INDEPENDENT PHOTO: JULIA COMNES - Ed Krupicka and his daughter Heidi Hammack have been in the insurance business for a combined 80 years. Krupicka, who marked his 50th anniversary with State Farm last week, said his favorite part of being an insurance agent is connecting with his clients.Ed Krupicka, a lifelong resident of the Woodburn area, marked his 50th anniversary of working as a State Farm employee on June 1. His daughter, Heidi Hammack, is also marking her 30th anniversary of working for her father in his Woodburn office.

Krupicka hadn't always planned on working in the insurance industry. He served in the U.S. Navy for three years, working primarily in Hawaii and the Midway Islands. After that, he came home to Oregon where he worked for a paper mill for about a year and went to school for a couple of years.

It wasn't until after he and his wife got married and bought a new car that he considered becoming an insurance agent

"I had a State Farm agent and I needed to change the cars on insurance," Krupicka said. "And he suggested that I contact State Farm for employment."

Krupicka took his advice, and in the 50 years since has worked his way up through the ranks. He says his first 13 1/2 years working for the company were out of a regional office in Salem.
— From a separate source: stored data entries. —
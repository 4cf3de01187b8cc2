//! Streaming aggregation of records into (table, row, column) cells

use crate::data::Record;
use crate::projection::{Key, Projection};
use crate::tables::{self, TableOpts, Tables};
use std::collections::HashMap;
use std::hash::Hash;
use tracing::debug;

/// Keys in first-seen order with an index for lookups
#[derive(Debug, Clone)]
pub(crate) struct OrderedKeys<K> {
    keys: Vec<K>,
    index: HashMap<K, usize>,
}

impl<K: Clone + Eq + Hash> OrderedKeys<K> {
    fn new() -> Self {
        Self {
            keys: Vec::new(),
            index: HashMap::new(),
        }
    }

    /// Position of `key`, appending it if new
    fn insert(&mut self, key: K) -> usize {
        if let Some(&i) = self.index.get(&key) {
            return i;
        }
        let i = self.keys.len();
        self.index.insert(key.clone(), i);
        self.keys.push(key);
        i
    }

    pub(crate) fn keys(&self) -> &[K] {
        &self.keys
    }

    pub(crate) fn len(&self) -> usize {
        self.keys.len()
    }
}

/// Samples routed to one (table, row, column) combination
#[derive(Debug, Clone, Default)]
pub struct Cell {
    /// Canonical values in insertion order
    pub samples: Vec<f64>,
    /// Distinct residue keys of the contributing records
    pub residues: Vec<Key>,
}

impl Cell {
    fn push(&mut self, value: f64, residue: Key) {
        self.samples.push(value);
        if !self.residues.contains(&residue) {
            self.residues.push(residue);
        }
    }

    /// Whether records that disagree on a residue field were mixed
    pub fn is_confounded(&self) -> bool {
        self.residues.len() > 1
    }

    /// Names of residue fields whose values differ across the cell,
    /// sorted. A field missing from a key counts as empty.
    pub fn varying_fields(&self) -> Vec<String> {
        let mut names: Vec<&str> = Vec::new();
        for key in &self.residues {
            for field in &key.fields {
                if !names.contains(&field.name.as_str()) {
                    names.push(&field.name);
                }
            }
        }

        let mut varying: Vec<String> = names
            .into_iter()
            .filter(|name| {
                let mut values = self.residues.iter().map(|k| k.get(name).unwrap_or(""));
                let first = values.next().unwrap_or("");
                values.any(|v| v != first)
            })
            .map(str::to_string)
            .collect();
        varying.sort();
        varying
    }
}

/// Cells of one table
#[derive(Debug, Clone)]
pub(crate) struct TableCells {
    pub(crate) unit: String,
    pub(crate) rows: OrderedKeys<Key>,
    pub(crate) cols: OrderedKeys<Key>,
    pub(crate) cells: HashMap<(usize, usize), Cell>,
}

impl TableCells {
    fn new(unit: &str) -> Self {
        Self {
            unit: unit.to_string(),
            rows: OrderedKeys::new(),
            cols: OrderedKeys::new(),
            cells: HashMap::new(),
        }
    }

    pub(crate) fn cell(&self, row: usize, col: usize) -> Option<&Cell> {
        self.cells.get(&(row, col))
    }
}

/// Accumulates filtered records into cells.
///
/// The table projection should come from
/// [`ProjectionParser::parse_with_unit`](crate::projection::ProjectionParser::parse_with_unit)
/// so that every table holds a single unit.
#[derive(Debug)]
pub struct Builder {
    table: Projection,
    row: Projection,
    col: Projection,
    residue: Projection,
    tables: OrderedKeys<Key>,
    cells: Vec<TableCells>,
    samples: usize,
}

impl Builder {
    pub fn new(table: Projection, row: Projection, col: Projection, residue: Projection) -> Self {
        Self {
            table,
            row,
            col,
            residue,
            tables: OrderedKeys::new(),
            cells: Vec::new(),
            samples: 0,
        }
    }

    /// Route every value of `record` to its cell.
    pub fn add(&mut self, record: &Record) {
        let row = self.row.project(record, None);
        let col = self.col.project(record, None);
        let residue = self.residue.project(record, None);

        for value in &record.values {
            let table_key = self.table.project(record, Some(&value.unit));
            let t = self.tables.insert(table_key);
            if t == self.cells.len() {
                self.cells.push(TableCells::new(&value.unit));
            }

            let table = &mut self.cells[t];
            let r = table.rows.insert(row.clone());
            let c = table.cols.insert(col.clone());
            table
                .cells
                .entry((r, c))
                .or_default()
                .push(value.value, residue.clone());
            self.samples += 1;
        }
    }

    /// Number of tables so far
    pub fn len(&self) -> usize {
        self.tables.len()
    }

    pub fn is_empty(&self) -> bool {
        self.tables.keys().is_empty()
    }

    /// Total number of samples added
    pub fn samples(&self) -> usize {
        self.samples
    }

    /// Cell at the given keys, if any samples reached it
    pub fn cell(&self, table: &Key, row: &Key, col: &Key) -> Option<&Cell> {
        let t = *self.tables.index.get(table)?;
        let cells = &self.cells[t];
        let r = *cells.rows.index.get(row)?;
        let c = *cells.cols.index.get(col)?;
        cells.cell(r, c)
    }

    /// Compute summaries and comparisons for every cell.
    pub fn to_tables(&self, opts: &TableOpts<'_>) -> Tables {
        debug!(
            "Finalizing {} tables from {} samples",
            self.tables.len(),
            self.samples
        );
        tables::finalize(self.tables.keys(), &self.cells, opts)
    }

    /// Consume the builder and finalize.
    pub fn finish(self, opts: &TableOpts<'_>) -> Tables {
        self.to_tables(opts)
    }
}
He started as a fire underwriter, then was a field representative for five years, then was a commercial underwriting supervisor.

Finally, in October 1980, he became an agent with his own office in Woodburn.
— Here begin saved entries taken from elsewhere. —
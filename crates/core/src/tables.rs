//! Finalized comparison tables

use crate::builder::{OrderedKeys, TableCells};
use crate::projection::Key;
use crate::stats::{self, Comparison, Summary, Thresholds, DEFAULT_CONFIDENCE};
use crate::units::{Assumption, Better, UnitRegistry};
use serde::Serialize;
use tracing::{debug, warn};

/// Options for finalizing tables
#[derive(Debug, Clone, Copy)]
pub struct TableOpts<'a> {
    /// Confidence level of cell intervals
    pub confidence: f64,
    pub thresholds: Thresholds,
    /// Unit metadata collected while parsing
    pub units: &'a UnitRegistry,
    /// Label of the column to compare against; the first column if unset
    pub baseline: Option<&'a str>,
}

impl<'a> TableOpts<'a> {
    pub fn new(units: &'a UnitRegistry) -> Self {
        Self {
            confidence: DEFAULT_CONFIDENCE,
            thresholds: Thresholds::default(),
            units,
            baseline: None,
        }
    }
}

/// All tables of a report, in first-seen order
#[derive(Debug, Clone, Default, PartialEq, Serialize)]
pub struct Tables {
    pub tables: Vec<Table>,
}

impl Tables {
    pub fn len(&self) -> usize {
        self.tables.len()
    }

    pub fn is_empty(&self) -> bool {
        self.tables.is_empty()
    }

    /// Find a table by its label, e.g. `"ns/op"` or `"goos=linux ns/op"`
    pub fn get(&self, label: &str) -> Option<&Table> {
        self.tables.iter().find(|t| t.key.label() == label)
    }
}

/// One table: a single unit, rows by columns
#[derive(Debug, Clone, PartialEq, Serialize)]
pub struct Table {
    pub key: Key,
    /// Canonical unit of every cell
    pub unit: String,
    pub better: Better,
    pub assume: Assumption,
    pub columns: Vec<Key>,
    /// Index into `columns` of the baseline column
    pub baseline: usize,
    pub rows: Vec<Row>,
    #[serde(skip_serializing_if = "Option::is_none")]
    pub geomean: Option<Geomean>,
    #[serde(skip_serializing_if = "Vec::is_empty")]
    pub notes: Vec<String>,
}

impl Table {
    /// Find a row by its label
    pub fn row(&self, label: &str) -> Option<&Row> {
        self.rows.iter().find(|r| r.key.label() == label)
    }

    /// Index of the column with the given label
    pub fn column(&self, label: &str) -> Option<usize> {
        self.columns.iter().position(|c| c.label() == label)
    }
}

/// One row of a table
#[derive(Debug, Clone, PartialEq, Serialize)]
pub struct Row {
    pub key: Key,
    /// One entry per column; `None` when no samples reached the cell
    pub cells: Vec<Option<Summary>>,
    /// One entry per column; `None` for the baseline and for missing cells
    pub comparisons: Vec<Option<Comparison>>,
    #[serde(skip_serializing_if = "Vec::is_empty")]
    pub notes: Vec<String>,
}

/// Geometric mean of row centers per column
#[derive(Debug, Clone, PartialEq, Serialize)]
pub struct Geomean {
    /// One entry per column
    pub centers: Vec<Option<f64>>,
    /// Change against the baseline column's geomean
    pub deltas: Vec<Option<f64>>,
    /// Number of rows that contributed
    pub rows: usize,
}

pub(crate) fn finalize(keys: &[Key], cells: &[TableCells], opts: &TableOpts<'_>) -> Tables {
    let tables = keys
        .iter()
        .zip(cells)
        .map(|(key, cells)| finalize_table(key, cells, opts))
        .collect();
    Tables { tables }
}

fn finalize_table(key: &Key, cells: &TableCells, opts: &TableOpts<'_>) -> Table {
    let meta = opts.units.get(&cells.unit);
    let columns = cells.cols.keys().to_vec();
    let mut notes = Vec::new();

    let baseline = match opts.baseline {
        Some(label) => match find_column(&cells.cols, label) {
            Some(i) => i,
            None => {
                notes.push(format!(
                    "baseline {:?} not found, comparing against {}",
                    label,
                    columns.first().map(Key::label).unwrap_or_default()
                ));
                0
            }
        },
        None => 0,
    };

    let mut rows = Vec::with_capacity(cells.rows.len());
    for (r, row_key) in cells.rows.keys().iter().enumerate() {
        let mut row = Row {
            key: row_key.clone(),
            cells: Vec::with_capacity(columns.len()),
            comparisons: Vec::with_capacity(columns.len()),
            notes: Vec::new(),
        };

        for (c, col_key) in columns.iter().enumerate() {
            let cell = cells.cell(r, c);
            row.cells.push(cell.map(|cell| {
                stats::summarize_as(&cell.samples, opts.confidence, meta.assume)
            }));

            if let Some(cell) = cell.filter(|cell| cell.is_confounded()) {
                let note = format!(
                    "{}: mixes records with different {}",
                    col_key.label(),
                    cell.varying_fields().join(", ")
                );
                warn!("{} {}: {}", key.label(), row_key.label(), note);
                row.notes.push(note);
            }

            let comparison = match (cells.cell(r, baseline), cell) {
                (Some(base), Some(cand)) if c != baseline => Some(stats::compare_as(
                    &base.samples,
                    &cand.samples,
                    &opts.thresholds,
                    meta.better,
                    meta.assume,
                )),
                _ => None,
            };
            row.comparisons.push(comparison);
        }
        rows.push(row);
    }

    let geomean = if rows.len() > 1 {
        geomean(&rows, columns.len(), baseline)
    } else {
        None
    };

    debug!(
        "Table {:?}: {} rows x {} columns",
        key.label(),
        rows.len(),
        columns.len()
    );

    Table {
        key: key.clone(),
        unit: cells.unit.clone(),
        better: meta.better,
        assume: meta.assume,
        columns,
        baseline,
        rows,
        geomean,
        notes,
    }
}

/// Column whose label, or any field value, equals `label`
fn find_column(cols: &OrderedKeys<Key>, label: &str) -> Option<usize> {
    let keys = cols.keys();
    keys.iter().position(|k| k.label() == label).or_else(|| {
        keys.iter()
            .position(|k| k.fields.iter().any(|f| f.value == label))
    })
}

/// Geomean over rows where every column has a positive center
fn geomean(rows: &[Row], ncols: usize, baseline: usize) -> Option<Geomean> {
    let complete: Vec<Vec<f64>> = rows
        .iter()
        .filter_map(|row| {
            row.cells
                .iter()
                .map(|cell| cell.as_ref().map(|s| s.center).filter(|&c| c > 0.0))
                .collect::<Option<Vec<f64>>>()
        })
        .collect();
    if complete.is_empty() {
        return None;
    }

    let centers: Vec<Option<f64>> = (0..ncols)
        .map(|c| {
            let column: Vec<f64> = complete.iter().map(|row| row[c]).collect();
            stats::geomean(&column)
        })
        .collect();

    let base = centers.get(baseline).copied().flatten();
    let deltas = centers
        .iter()
        .enumerate()
        .map(|(c, center)| match (base, center) {
            (Some(b), Some(x)) if c != baseline => Some(x / b - 1.0),
            _ => None,
        })
        .collect();

    Some(Geomean {
        centers,
        deltas,
        rows: complete.len(),
    })
}

#[cfg(test)]
mod tests {
    use super::*;
    use crate::builder::Builder;
    use crate::parser::{parse_inputs, Input};
    use crate::projection::ProjectionParser;
    use crate::stats::Verdict;

    const OLD: &str = "\
BenchmarkA 1 10 ns/op
BenchmarkA 1 11 ns/op
BenchmarkA 1 10 ns/op
BenchmarkA 1 12 ns/op
BenchmarkA 1 11 ns/op
BenchmarkB 1 100 ns/op
BenchmarkB 1 100 ns/op
";

    const NEW: &str = "\
BenchmarkA 1 5 ns/op
BenchmarkA 1 6 ns/op
BenchmarkA 1 5 ns/op
BenchmarkA 1 6 ns/op
BenchmarkA 1 5 ns/op
BenchmarkB 1 50 ns/op
BenchmarkB 1 50 ns/op
BenchmarkC 1 7 ns/op
";

    fn build(inputs: Vec<Input>, baseline: Option<&str>) -> Tables {
        let outcome = parse_inputs(inputs).unwrap();
        let mut parser = ProjectionParser::new();
        let (table, _) = parser.parse_with_unit("").unwrap();
        let row = parser.parse_required(".fullname").unwrap();
        let col = parser.parse(".file").unwrap();
        let residue = parser.residue();
        let mut builder = Builder::new(table, row, col, residue);
        for record in &outcome.records {
            builder.add(record);
        }
        let mut opts = TableOpts::new(&outcome.units);
        opts.baseline = baseline;
        builder.finish(&opts)
    }

    #[test]
    fn test_rows_columns_and_missing_cells() {
        let tables = build(
            vec![Input::text("old", OLD), Input::text("new", NEW)],
            None,
        );
        assert_eq!(tables.len(), 1);
        let table = tables.get("ns/op").unwrap();
        assert_eq!(table.baseline, 0);
        assert_eq!(table.column("old"), Some(0));
        assert_eq!(table.column("new"), Some(1));

        let c = table.row("BenchmarkC").unwrap();
        assert!(c.cells[0].is_none());
        assert_eq!(c.cells[1].as_ref().unwrap().n, 1);
        assert!(c.comparisons.iter().all(Option::is_none));

        let a = table.row("BenchmarkA").unwrap();
        assert!(a.comparisons[0].is_none());
        assert_eq!(
            a.comparisons[1].as_ref().unwrap().verdict,
            Verdict::Improved
        );

        // Two samples a side are too few to call
        let b = table.row("BenchmarkB").unwrap();
        assert_eq!(
            b.comparisons[1].as_ref().unwrap().verdict,
            Verdict::InsufficientData
        );
    }

    #[test]
    fn test_explicit_baseline() {
        let tables = build(
            vec![Input::text("old", OLD), Input::text("new", NEW)],
            Some("new"),
        );
        let table = &tables.tables[0];
        assert_eq!(table.baseline, 1);
        assert!(table.notes.is_empty());
        let a = table.row("BenchmarkA").unwrap();
        assert_eq!(
            a.comparisons[0].as_ref().unwrap().verdict,
            Verdict::Regressed
        );
        assert!(a.comparisons[1].is_none());
    }

    #[test]
    fn test_missing_baseline_noted() {
        let tables = build(
            vec![Input::text("old", OLD), Input::text("new", NEW)],
            Some("nope"),
        );
        let table = &tables.tables[0];
        assert_eq!(table.baseline, 0);
        assert_eq!(table.notes.len(), 1);
    }

    #[test]
    fn test_geomean_skips_incomplete_rows() {
        let tables = build(
            vec![Input::text("old", OLD), Input::text("new", NEW)],
            None,
        );
        let g = tables.tables[0].geomean.as_ref().unwrap();
        // BenchmarkC has no old cell
        assert_eq!(g.rows, 2);
        let old = g.centers[0].unwrap();
        let new = g.centers[1].unwrap();
        assert!((old - (11.0f64 * 100.0).sqrt()).abs() < 1e-9);
        assert!((new - (5.0f64 * 50.0).sqrt()).abs() < 1e-9);
        assert!(g.deltas[0].is_none());
        assert!((g.deltas[1].unwrap() - (new / old - 1.0)).abs() < 1e-12);
    }

    #[test]
    fn test_single_row_has_no_geomean() {
        let tables = build(vec![Input::text("only", "BenchmarkA 1 5 ns/op\n")], None);
        assert!(tables.tables[0].geomean.is_none());
    }
}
Not long after he became an agent, Krupicka said his daughter became interested in working for him. "I had one team member at the time, and I needed somebody else. So I asked my wife, 'Do you think Heidi would work in the office?'" Krupicka said. "Heidi was working at a little earring, jewelry store at the time. (My wife) said, 'Funny thing you should ask, because Heidi just asked if I thought she could come and work for me.'"
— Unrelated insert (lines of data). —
//! Unit metadata: canonical conversion and comparison direction
//!
//! Units are declared in benchmark logs with lines such as:
//! ```text
//! Unit ns/op better=lower assume=nothing
//! Unit frames canonical=kframes factor=0.001 better=higher
//! ```
//!
//! Units that are never declared fall back to built-in rules: time per
//! operation canonicalizes to `ns/op`, byte rates to `B/s`.

use serde::{Deserialize, Serialize};
use std::collections::HashMap;
use thiserror::Error;
use tracing::warn;

use crate::data::Value;

/// Which direction of change is an improvement
#[derive(Debug, Clone, Copy, PartialEq, Eq, Hash, Serialize, Deserialize)]
#[serde(rename_all = "lowercase")]
pub enum Better {
    Lower,
    Higher,
    Unordered,
}

/// Distributional assumption used when summarizing and comparing samples
#[derive(Debug, Clone, Copy, PartialEq, Eq, Hash, Default, Serialize, Deserialize)]
#[serde(rename_all = "lowercase")]
pub enum Assumption {
    /// Nonparametric: no assumption about the distribution
    #[default]
    Nothing,
    /// Every sample is expected to be exactly the same
    Exact,
}

/// Metadata for one unit token
#[derive(Debug, Clone, PartialEq, Serialize, Deserialize)]
pub struct UnitMetadata {
    /// The unit as written in the log
    pub unit: String,
    /// Unit values are converted to
    pub canonical: String,
    /// Canonical value = written value * factor
    pub factor: f64,
    pub better: Better,
    pub assume: Assumption,
}

/// A unit declaration that disagreed with an earlier one
#[derive(Error, Debug, Clone, PartialEq)]
#[error("unit {unit}: conflicting {field}={ignored}, keeping earlier {field}={kept}")]
pub struct UnitWarning {
    pub unit: String,
    pub field: &'static str,
    pub kept: String,
    pub ignored: String,
}

const TIME_PER_OP: &[(&str, f64)] = &[
    ("ps/op", 1e-3),
    ("ns/op", 1.0),
    ("us/op", 1e3),
    ("µs/op", 1e3),
    ("μs/op", 1e3),
    ("ms/op", 1e6),
    ("s/op", 1e9),
    ("sec/op", 1e9),
];

const BYTE_RATE: &[(&str, f64)] = &[
    ("B/s", 1.0),
    ("kB/s", 1e3),
    ("KB/s", 1e3),
    ("MB/s", 1e6),
    ("GB/s", 1e9),
];

impl UnitMetadata {
    /// Metadata for a unit that was never declared.
    pub fn builtin(unit: &str) -> Self {
        let (canonical, factor) = if let Some((_, f)) = TIME_PER_OP.iter().find(|(u, _)| *u == unit)
        {
            ("ns/op", *f)
        } else if let Some((_, f)) = BYTE_RATE.iter().find(|(u, _)| *u == unit) {
            ("B/s", *f)
        } else {
            (unit, 1.0)
        };

        let better = if canonical.ends_with("/s") {
            Better::Higher
        } else {
            Better::Lower
        };

        Self {
            unit: unit.to_string(),
            canonical: canonical.to_string(),
            factor,
            better,
            assume: Assumption::Nothing,
        }
    }
}

/// Unit metadata accumulated while scanning inputs.
///
/// The first explicit declaration of a field wins; later conflicting
/// declarations produce a [`UnitWarning`]. An explicit declaration may refine
/// a unit that so far was only seen implicitly. Values already canonicalized
/// are not revisited when metadata changes.
#[derive(Debug, Clone, Default)]
pub struct UnitRegistry {
    units: HashMap<String, UnitMetadata>,
    /// (unit, field) -> value string of the first explicit declaration
    declared: HashMap<(String, &'static str), String>,
}

impl UnitRegistry {
    pub fn new() -> Self {
        Self::default()
    }

    /// Metadata for `unit`, recording built-in defaults on first use.
    pub fn resolve(&mut self, unit: &str) -> &UnitMetadata {
        self.units
            .entry(unit.to_string())
            .or_insert_with(|| UnitMetadata::builtin(unit))
    }

    /// Convert a written measurement to its canonical form.
    pub fn canonicalize(&mut self, orig_value: f64, orig_unit: &str) -> Value {
        let meta = self.resolve(orig_unit);
        Value {
            value: orig_value * meta.factor,
            unit: meta.canonical.clone(),
            orig_value,
            orig_unit: orig_unit.to_string(),
        }
    }

    /// Apply a `Unit` declaration.
    ///
    /// Returns an error message for malformed pairs; conflicts with earlier
    /// declarations are returned as warnings and otherwise ignored.
    pub fn declare(
        &mut self,
        unit: &str,
        pairs: &[(&str, &str)],
    ) -> std::result::Result<Vec<UnitWarning>, String> {
        // Validate everything before touching the registry
        let mut updates: Vec<(&'static str, &str)> = Vec::with_capacity(pairs.len());
        for &(key, value) in pairs {
            let field = match key {
                "better" => {
                    parse_better(value)?;
                    "better"
                }
                "assume" => {
                    parse_assume(value)?;
                    "assume"
                }
                "canonical" => {
                    if value.is_empty() {
                        return Err("empty canonical unit".to_string());
                    }
                    "canonical"
                }
                "factor" => {
                    parse_factor(value)?;
                    "factor"
                }
                other => return Err(format!("unknown unit metadata key {:?}", other)),
            };
            updates.push((field, value));
        }

        let mut warnings = Vec::new();
        let mut meta = self.resolve(unit).clone();

        for (field, value) in updates {
            let slot = (unit.to_string(), field);
            if let Some(kept) = self.declared.get(&slot) {
                if kept != value {
                    let warning = UnitWarning {
                        unit: unit.to_string(),
                        field,
                        kept: kept.clone(),
                        ignored: value.to_string(),
                    };
                    warn!("{}", warning);
                    warnings.push(warning);
                }
                continue;
            }

            // Checked above, the parses cannot fail here
            match field {
                "better" => meta.better = parse_better(value)?,
                "assume" => meta.assume = parse_assume(value)?,
                "canonical" => meta.canonical = value.to_string(),
                _ => meta.factor = parse_factor(value)?,
            }
            self.declared.insert(slot, value.to_string());
        }

        self.units.insert(unit.to_string(), meta);
        Ok(warnings)
    }

    /// Metadata for a canonical unit as used by tables.
    ///
    /// Looks for the unit itself, then for any declared unit converting to
    /// it, and finally falls back to built-in defaults.
    pub fn get(&self, unit: &str) -> UnitMetadata {
        if let Some(meta) = self.units.get(unit) {
            return meta.clone();
        }
        let mut via: Vec<&UnitMetadata> = self
            .units
            .values()
            .filter(|m| m.canonical == unit)
            .collect();
        // HashMap order is arbitrary; pick deterministically
        via.sort_by(|a, b| a.unit.cmp(&b.unit));
        match via.first() {
            Some(meta) => UnitMetadata {
                unit: unit.to_string(),
                canonical: unit.to_string(),
                factor: 1.0,
                better: meta.better,
                assume: meta.assume,
            },
            None => UnitMetadata::builtin(unit),
        }
    }

    /// Number of distinct unit tokens seen.
    pub fn len(&self) -> usize {
        self.units.len()
    }

    pub fn is_empty(&self) -> bool {
        self.units.is_empty()
    }
}

fn parse_better(value: &str) -> std::result::Result<Better, String> {
    match value {
        "lower" => Ok(Better::Lower),
        "higher" => Ok(Better::Higher),
        "unordered" => Ok(Better::Unordered),
        _ => Err(format!(
            "better must be lower, higher or unordered, not {:?}",
            value
        )),
    }
}

fn parse_assume(value: &str) -> std::result::Result<Assumption, String> {
    match value {
        "nothing" => Ok(Assumption::Nothing),
        "exact" => Ok(Assumption::Exact),
        _ => Err(format!("assume must be nothing or exact, not {:?}", value)),
    }
}

fn parse_factor(value: &str) -> std::result::Result<f64, String> {
    match value.parse::<f64>() {
        Ok(f) if f.is_finite() && f > 0.0 => Ok(f),
        _ => Err(format!("factor must be a positive number, not {:?}", value)),
    }
}

#[cfg(test)]
mod tests {
    use super::*;

    #[test]
    fn test_builtin_time_units() {
        let mut units = UnitRegistry::new();
        let v = units.canonicalize(1.5, "us/op");
        assert_eq!(v.unit, "ns/op");
        assert!((v.value - 1500.0).abs() < 1e-9);
        assert_eq!(v.orig_value, 1.5);
        assert_eq!(v.orig_unit, "us/op");

        let v = units.canonicalize(2.0, "sec/op");
        assert!((v.value - 2e9).abs() < 1e-3);
    }

    #[test]
    fn test_canonical_unit_round_trip() {
        let mut units = UnitRegistry::new();
        for (value, unit) in [(12.5, "ns/op"), (64.0, "B/op"), (3.0, "allocs/op")] {
            let v = units.canonicalize(value, unit);
            assert_eq!(v.value, v.orig_value);
            assert_eq!(v.unit, v.orig_unit);
        }
    }

    #[test]
    fn test_default_direction() {
        assert_eq!(UnitMetadata::builtin("ns/op").better, Better::Lower);
        assert_eq!(UnitMetadata::builtin("MB/s").better, Better::Higher);
        assert_eq!(UnitMetadata::builtin("MB/s").canonical, "B/s");
        assert_eq!(UnitMetadata::builtin("widgets").better, Better::Lower);
    }

    #[test]
    fn test_declare_first_wins() {
        let mut units = UnitRegistry::new();
        let warnings = units
            .declare("frames", &[("better", "higher")])
            .unwrap();
        assert!(warnings.is_empty());

        let warnings = units
            .declare("frames", &[("better", "lower"), ("assume", "exact")])
            .unwrap();
        assert_eq!(warnings.len(), 1);
        assert_eq!(warnings[0].field, "better");
        assert_eq!(warnings[0].kept, "higher");
        assert_eq!(warnings[0].ignored, "lower");

        let meta = units.get("frames");
        assert_eq!(meta.better, Better::Higher);
        // Non-conflicting fields still apply
        assert_eq!(meta.assume, Assumption::Exact);
    }

    #[test]
    fn test_declare_same_value_is_not_a_conflict() {
        let mut units = UnitRegistry::new();
        units.declare("B/op", &[("better", "lower")]).unwrap();
        let warnings = units.declare("B/op", &[("better", "lower")]).unwrap();
        assert!(warnings.is_empty());
    }

    #[test]
    fn test_declare_overrides_implicit() {
        let mut units = UnitRegistry::new();
        let before = units.canonicalize(10.0, "widgets");
        assert_eq!(before.value, 10.0);

        units
            .declare("widgets", &[("canonical", "kwidgets"), ("factor", "0.001")])
            .unwrap();
        let after = units.canonicalize(10.0, "widgets");
        assert_eq!(after.unit, "kwidgets");
        assert!((after.value - 0.01).abs() < 1e-12);

        // Earlier values are not converted retroactively
        assert_eq!(before.unit, "widgets");
    }

    #[test]
    fn test_get_via_canonical() {
        let mut units = UnitRegistry::new();
        units
            .declare(
                "frames",
                &[("canonical", "kframes"), ("factor", "0.001"), ("better", "higher")],
            )
            .unwrap();
        assert_eq!(units.get("kframes").better, Better::Higher);
    }

    #[test]
    fn test_declare_rejects_bad_pairs() {
        let mut units = UnitRegistry::new();
        assert!(units.declare("x", &[("better", "sideways")]).is_err());
        assert!(units.declare("x", &[("factor", "-1")]).is_err());
        assert!(units.declare("x", &[("color", "red")]).is_err());
        assert!(units.is_empty());
    }
}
Hammack became a licensed insurer, and has been working with her father ever since.

Both Hammack and Krupicka acknowledge that their ability to work together for 30 years is pretty unusual.

"Some people can't work with their parents. I can," Hammack said. "For the most part, we're pretty easygoing."

Hammack said that in the office, she doesn't call Krupicka "Dad," instead referring to him as "The Boss."

Krupicka said that working with family means that there's a bit more flexibility in terms of what's expected. He's more comfortable asking Hammack to work through lunch, for example, than an employee that he's not related to. And Hammack has some flexibility in terms of when she can ask for time off, as long as somebody else will be in the office.

"It works both ways for us," Krupicka said.

Both have witnessed a lot of changes in the industry over the years, especially when it comes to technological advances. Krupicka remembers using microfilm readers when he first started out. Now, much of their business is done on the computer and online. Krupicka said those technological advances have allowed them to provide better service to policy holders.

And, more customers are drawn to buying their policies online, which Krupicka said is sometimes challenging.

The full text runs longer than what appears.